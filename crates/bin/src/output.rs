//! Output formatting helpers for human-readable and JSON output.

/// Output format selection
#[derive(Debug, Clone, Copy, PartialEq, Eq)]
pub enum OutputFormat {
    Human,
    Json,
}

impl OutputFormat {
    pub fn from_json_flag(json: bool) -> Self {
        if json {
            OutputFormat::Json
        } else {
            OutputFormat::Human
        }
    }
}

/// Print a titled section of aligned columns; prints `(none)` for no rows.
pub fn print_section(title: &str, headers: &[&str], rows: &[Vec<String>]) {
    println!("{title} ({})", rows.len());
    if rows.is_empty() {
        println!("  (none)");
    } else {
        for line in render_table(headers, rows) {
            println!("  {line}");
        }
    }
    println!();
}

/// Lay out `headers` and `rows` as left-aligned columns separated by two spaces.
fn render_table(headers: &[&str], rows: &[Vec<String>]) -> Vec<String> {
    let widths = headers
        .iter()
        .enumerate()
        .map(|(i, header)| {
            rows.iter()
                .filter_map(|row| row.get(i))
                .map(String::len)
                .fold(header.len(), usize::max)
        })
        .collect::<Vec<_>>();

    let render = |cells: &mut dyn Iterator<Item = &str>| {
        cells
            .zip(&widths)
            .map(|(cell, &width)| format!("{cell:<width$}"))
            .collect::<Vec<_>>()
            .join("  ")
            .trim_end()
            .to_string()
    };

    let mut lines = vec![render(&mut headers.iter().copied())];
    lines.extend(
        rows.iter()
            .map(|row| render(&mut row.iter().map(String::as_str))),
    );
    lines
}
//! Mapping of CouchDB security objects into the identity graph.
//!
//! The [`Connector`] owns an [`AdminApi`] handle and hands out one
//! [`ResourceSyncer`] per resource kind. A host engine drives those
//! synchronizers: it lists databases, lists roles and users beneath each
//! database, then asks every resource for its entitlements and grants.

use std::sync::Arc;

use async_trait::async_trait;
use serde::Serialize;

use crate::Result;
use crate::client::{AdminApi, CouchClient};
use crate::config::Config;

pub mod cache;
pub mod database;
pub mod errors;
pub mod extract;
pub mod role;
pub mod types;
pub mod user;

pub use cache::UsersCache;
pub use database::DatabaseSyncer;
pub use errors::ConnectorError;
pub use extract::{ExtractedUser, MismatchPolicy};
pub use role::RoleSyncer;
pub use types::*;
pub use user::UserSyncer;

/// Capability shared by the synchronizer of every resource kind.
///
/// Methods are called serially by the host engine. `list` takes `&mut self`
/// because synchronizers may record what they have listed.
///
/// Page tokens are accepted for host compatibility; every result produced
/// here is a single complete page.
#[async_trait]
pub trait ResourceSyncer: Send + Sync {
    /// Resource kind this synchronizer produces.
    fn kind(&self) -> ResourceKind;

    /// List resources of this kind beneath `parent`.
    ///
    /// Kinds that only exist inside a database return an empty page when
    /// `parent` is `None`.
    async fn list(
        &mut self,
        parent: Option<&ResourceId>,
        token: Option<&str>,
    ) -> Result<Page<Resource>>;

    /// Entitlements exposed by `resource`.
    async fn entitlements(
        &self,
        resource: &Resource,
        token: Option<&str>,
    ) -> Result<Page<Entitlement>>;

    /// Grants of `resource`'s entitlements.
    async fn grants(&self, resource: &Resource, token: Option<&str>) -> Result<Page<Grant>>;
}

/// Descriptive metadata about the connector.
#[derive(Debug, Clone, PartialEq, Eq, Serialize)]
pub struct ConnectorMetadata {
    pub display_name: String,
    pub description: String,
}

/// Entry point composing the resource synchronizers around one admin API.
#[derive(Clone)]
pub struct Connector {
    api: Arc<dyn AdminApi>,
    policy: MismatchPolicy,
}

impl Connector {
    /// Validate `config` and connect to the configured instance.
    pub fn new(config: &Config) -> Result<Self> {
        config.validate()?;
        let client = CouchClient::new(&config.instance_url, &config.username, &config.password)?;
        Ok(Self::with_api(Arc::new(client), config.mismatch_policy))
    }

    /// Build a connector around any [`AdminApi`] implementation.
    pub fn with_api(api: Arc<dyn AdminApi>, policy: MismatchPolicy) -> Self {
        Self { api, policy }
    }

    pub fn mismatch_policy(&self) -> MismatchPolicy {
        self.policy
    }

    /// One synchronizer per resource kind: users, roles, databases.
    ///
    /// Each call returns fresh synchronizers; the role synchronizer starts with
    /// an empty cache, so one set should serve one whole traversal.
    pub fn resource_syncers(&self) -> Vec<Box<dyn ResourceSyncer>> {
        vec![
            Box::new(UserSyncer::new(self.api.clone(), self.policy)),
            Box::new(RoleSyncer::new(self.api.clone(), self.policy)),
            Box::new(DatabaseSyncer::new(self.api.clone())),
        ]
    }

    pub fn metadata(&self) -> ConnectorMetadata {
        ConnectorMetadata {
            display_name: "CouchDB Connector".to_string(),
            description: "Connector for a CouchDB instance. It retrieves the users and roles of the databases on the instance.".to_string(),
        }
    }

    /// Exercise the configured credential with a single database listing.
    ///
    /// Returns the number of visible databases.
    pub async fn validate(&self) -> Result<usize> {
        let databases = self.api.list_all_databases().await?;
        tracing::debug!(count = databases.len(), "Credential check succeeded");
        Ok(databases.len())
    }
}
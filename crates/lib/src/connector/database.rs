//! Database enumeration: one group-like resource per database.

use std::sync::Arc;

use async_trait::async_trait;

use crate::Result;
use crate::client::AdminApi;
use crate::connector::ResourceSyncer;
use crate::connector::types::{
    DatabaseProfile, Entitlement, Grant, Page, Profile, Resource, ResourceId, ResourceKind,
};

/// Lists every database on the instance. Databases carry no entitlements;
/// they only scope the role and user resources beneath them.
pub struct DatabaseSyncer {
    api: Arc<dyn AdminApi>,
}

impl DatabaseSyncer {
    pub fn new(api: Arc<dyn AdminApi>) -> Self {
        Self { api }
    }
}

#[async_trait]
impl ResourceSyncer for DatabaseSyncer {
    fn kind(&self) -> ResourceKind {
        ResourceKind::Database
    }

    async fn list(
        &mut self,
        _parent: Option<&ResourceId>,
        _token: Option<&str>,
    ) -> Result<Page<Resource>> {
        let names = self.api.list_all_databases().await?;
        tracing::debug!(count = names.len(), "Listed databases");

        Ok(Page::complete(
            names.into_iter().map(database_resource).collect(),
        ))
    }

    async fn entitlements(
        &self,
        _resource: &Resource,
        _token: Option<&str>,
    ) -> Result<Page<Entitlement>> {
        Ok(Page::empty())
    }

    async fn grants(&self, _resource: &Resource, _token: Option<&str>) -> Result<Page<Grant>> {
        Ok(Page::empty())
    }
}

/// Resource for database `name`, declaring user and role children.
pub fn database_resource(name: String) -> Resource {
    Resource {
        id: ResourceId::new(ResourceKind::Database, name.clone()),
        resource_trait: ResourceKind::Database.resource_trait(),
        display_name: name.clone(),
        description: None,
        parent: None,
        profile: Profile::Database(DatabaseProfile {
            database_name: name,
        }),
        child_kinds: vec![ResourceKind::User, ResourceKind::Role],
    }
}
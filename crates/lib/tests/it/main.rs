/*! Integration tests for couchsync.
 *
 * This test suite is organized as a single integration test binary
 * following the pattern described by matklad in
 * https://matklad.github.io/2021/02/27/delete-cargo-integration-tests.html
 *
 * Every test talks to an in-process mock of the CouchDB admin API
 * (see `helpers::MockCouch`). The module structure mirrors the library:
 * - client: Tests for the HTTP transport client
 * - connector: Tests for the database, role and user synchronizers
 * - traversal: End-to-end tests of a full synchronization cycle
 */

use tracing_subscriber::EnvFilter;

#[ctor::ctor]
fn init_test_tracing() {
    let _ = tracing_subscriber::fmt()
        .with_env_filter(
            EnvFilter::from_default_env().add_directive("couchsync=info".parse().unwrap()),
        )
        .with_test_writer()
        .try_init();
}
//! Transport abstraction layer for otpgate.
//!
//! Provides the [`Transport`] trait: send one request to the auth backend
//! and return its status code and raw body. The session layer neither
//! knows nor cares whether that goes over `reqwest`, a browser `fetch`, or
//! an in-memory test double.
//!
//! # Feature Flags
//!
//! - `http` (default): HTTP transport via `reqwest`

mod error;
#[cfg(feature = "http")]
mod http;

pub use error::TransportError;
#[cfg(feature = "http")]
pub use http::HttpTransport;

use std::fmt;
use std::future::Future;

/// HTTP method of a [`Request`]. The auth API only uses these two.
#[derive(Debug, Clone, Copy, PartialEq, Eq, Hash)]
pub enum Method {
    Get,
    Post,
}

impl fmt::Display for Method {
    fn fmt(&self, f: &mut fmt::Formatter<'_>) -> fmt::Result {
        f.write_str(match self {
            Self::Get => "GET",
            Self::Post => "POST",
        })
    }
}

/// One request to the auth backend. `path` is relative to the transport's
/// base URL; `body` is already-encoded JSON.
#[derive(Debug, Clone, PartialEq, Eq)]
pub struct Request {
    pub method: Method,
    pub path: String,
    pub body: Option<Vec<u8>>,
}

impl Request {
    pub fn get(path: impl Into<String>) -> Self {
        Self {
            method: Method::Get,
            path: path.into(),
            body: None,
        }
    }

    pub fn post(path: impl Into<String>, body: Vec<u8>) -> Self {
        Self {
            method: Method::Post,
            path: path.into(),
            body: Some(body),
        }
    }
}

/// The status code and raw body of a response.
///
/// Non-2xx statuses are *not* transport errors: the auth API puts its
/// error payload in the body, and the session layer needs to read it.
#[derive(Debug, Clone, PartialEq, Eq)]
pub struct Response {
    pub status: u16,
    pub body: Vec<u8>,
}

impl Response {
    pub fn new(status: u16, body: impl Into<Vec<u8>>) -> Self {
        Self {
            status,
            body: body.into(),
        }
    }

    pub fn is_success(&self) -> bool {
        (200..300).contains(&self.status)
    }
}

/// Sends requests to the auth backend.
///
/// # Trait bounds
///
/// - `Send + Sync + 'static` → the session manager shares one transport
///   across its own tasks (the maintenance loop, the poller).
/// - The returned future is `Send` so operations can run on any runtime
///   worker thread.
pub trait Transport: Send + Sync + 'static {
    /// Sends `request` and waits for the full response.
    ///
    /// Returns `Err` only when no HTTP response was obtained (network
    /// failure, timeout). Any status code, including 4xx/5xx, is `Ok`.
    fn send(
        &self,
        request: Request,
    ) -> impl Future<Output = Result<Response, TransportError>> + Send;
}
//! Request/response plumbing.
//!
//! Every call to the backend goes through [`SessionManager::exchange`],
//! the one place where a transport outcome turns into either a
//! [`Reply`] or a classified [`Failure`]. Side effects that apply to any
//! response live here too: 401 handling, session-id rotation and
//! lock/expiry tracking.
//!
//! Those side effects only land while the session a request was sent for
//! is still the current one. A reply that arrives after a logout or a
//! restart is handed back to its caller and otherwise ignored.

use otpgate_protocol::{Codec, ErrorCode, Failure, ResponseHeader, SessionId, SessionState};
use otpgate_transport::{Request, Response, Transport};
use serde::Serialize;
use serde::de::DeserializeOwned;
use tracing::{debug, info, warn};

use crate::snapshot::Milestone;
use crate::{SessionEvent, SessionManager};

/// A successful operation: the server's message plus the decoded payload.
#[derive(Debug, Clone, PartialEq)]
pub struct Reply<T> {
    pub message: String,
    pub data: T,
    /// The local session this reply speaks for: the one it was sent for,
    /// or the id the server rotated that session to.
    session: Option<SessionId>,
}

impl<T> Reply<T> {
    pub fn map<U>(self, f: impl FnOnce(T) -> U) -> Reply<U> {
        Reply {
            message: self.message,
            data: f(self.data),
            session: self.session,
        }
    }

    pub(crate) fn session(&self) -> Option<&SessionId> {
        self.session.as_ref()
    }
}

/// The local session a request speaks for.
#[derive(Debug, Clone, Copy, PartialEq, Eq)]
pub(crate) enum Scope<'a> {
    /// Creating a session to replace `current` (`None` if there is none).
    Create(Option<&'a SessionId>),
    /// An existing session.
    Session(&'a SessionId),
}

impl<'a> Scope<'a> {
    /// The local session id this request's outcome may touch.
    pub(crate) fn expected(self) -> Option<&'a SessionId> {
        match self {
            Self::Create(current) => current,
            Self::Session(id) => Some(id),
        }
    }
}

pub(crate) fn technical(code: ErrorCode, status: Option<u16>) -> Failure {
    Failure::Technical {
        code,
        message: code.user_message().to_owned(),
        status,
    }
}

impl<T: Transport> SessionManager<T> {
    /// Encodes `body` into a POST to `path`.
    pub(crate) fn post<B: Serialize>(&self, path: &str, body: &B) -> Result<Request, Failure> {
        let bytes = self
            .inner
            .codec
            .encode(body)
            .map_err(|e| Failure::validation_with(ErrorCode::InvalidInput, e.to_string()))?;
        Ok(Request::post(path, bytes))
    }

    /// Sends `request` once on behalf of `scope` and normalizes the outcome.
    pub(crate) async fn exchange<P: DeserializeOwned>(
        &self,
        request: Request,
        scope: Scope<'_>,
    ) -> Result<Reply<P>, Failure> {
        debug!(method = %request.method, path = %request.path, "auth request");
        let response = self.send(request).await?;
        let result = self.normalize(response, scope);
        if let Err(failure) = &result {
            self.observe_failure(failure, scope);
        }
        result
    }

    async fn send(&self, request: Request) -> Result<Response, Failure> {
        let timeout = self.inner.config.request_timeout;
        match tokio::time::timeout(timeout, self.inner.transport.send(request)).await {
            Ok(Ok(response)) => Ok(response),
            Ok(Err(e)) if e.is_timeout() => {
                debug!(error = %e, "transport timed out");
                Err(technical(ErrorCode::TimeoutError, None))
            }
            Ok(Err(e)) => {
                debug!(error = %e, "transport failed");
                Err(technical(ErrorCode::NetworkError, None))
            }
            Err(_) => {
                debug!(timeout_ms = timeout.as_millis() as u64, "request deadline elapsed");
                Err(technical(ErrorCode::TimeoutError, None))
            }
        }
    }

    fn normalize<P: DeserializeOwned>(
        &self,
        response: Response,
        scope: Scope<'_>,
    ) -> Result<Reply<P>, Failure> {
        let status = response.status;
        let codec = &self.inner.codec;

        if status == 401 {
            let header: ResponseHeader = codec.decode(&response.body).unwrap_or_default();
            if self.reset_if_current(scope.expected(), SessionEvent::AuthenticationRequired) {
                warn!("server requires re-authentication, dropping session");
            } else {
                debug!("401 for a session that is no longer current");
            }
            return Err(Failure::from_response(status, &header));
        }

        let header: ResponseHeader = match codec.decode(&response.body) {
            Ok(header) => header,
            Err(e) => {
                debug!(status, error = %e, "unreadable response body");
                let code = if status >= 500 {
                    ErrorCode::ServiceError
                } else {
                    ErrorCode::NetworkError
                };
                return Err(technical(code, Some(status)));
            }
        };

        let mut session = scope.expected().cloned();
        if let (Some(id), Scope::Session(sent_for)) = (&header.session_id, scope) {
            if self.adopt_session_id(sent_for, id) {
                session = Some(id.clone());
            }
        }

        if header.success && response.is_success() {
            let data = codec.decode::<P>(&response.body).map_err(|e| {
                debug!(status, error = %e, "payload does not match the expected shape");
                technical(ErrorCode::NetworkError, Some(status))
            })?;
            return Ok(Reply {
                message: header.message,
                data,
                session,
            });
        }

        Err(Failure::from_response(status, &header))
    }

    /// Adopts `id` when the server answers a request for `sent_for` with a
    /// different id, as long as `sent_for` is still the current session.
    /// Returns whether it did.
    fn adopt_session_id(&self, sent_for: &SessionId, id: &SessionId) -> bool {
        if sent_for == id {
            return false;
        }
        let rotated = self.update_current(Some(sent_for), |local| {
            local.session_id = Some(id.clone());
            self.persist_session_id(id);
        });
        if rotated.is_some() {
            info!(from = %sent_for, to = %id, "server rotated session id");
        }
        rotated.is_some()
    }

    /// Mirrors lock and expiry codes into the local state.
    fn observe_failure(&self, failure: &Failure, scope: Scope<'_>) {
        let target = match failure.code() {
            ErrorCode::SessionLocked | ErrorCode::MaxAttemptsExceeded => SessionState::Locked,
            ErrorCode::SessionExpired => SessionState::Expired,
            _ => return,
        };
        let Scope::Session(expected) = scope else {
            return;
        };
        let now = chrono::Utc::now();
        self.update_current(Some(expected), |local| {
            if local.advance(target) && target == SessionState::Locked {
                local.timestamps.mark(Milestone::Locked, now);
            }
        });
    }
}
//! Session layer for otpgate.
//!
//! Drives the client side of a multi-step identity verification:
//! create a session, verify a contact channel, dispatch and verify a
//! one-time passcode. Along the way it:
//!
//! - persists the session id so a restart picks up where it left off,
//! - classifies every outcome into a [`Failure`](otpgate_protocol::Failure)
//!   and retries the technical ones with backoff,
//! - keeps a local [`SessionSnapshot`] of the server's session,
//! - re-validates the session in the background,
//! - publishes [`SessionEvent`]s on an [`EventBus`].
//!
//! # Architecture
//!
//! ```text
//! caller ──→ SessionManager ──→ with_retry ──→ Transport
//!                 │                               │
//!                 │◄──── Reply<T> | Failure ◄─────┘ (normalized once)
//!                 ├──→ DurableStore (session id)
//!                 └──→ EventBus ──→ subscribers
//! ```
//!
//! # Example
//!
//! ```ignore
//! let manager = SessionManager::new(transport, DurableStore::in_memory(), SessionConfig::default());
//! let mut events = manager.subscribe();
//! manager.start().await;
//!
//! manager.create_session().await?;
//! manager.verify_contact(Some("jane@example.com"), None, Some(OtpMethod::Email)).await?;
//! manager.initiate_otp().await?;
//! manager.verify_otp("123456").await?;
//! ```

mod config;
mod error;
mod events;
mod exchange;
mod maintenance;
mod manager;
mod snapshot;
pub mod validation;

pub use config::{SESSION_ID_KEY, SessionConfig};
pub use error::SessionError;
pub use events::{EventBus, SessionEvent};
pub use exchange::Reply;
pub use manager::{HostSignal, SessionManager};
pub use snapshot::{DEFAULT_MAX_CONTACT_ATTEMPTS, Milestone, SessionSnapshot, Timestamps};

#####

- YOUR GOAL -
Restate word for word the lines in the material above from the one with "ErrorCode::ServiceError" to the one with "if let (Some(id), Scope::Session(sent_for))"; both of those lines count, and nothing else does.

- THE COMPLETED TASK -
                    ErrorCode::ServiceError
                } else {
                    ErrorCode::NetworkError
                };
                return Err(technical(code, Some(status)));
            }
        };

        let mut session = scope.expected().cloned();
        if let (Some(id), Scope::Session(sent_for)) = (&header.session_id, scope) {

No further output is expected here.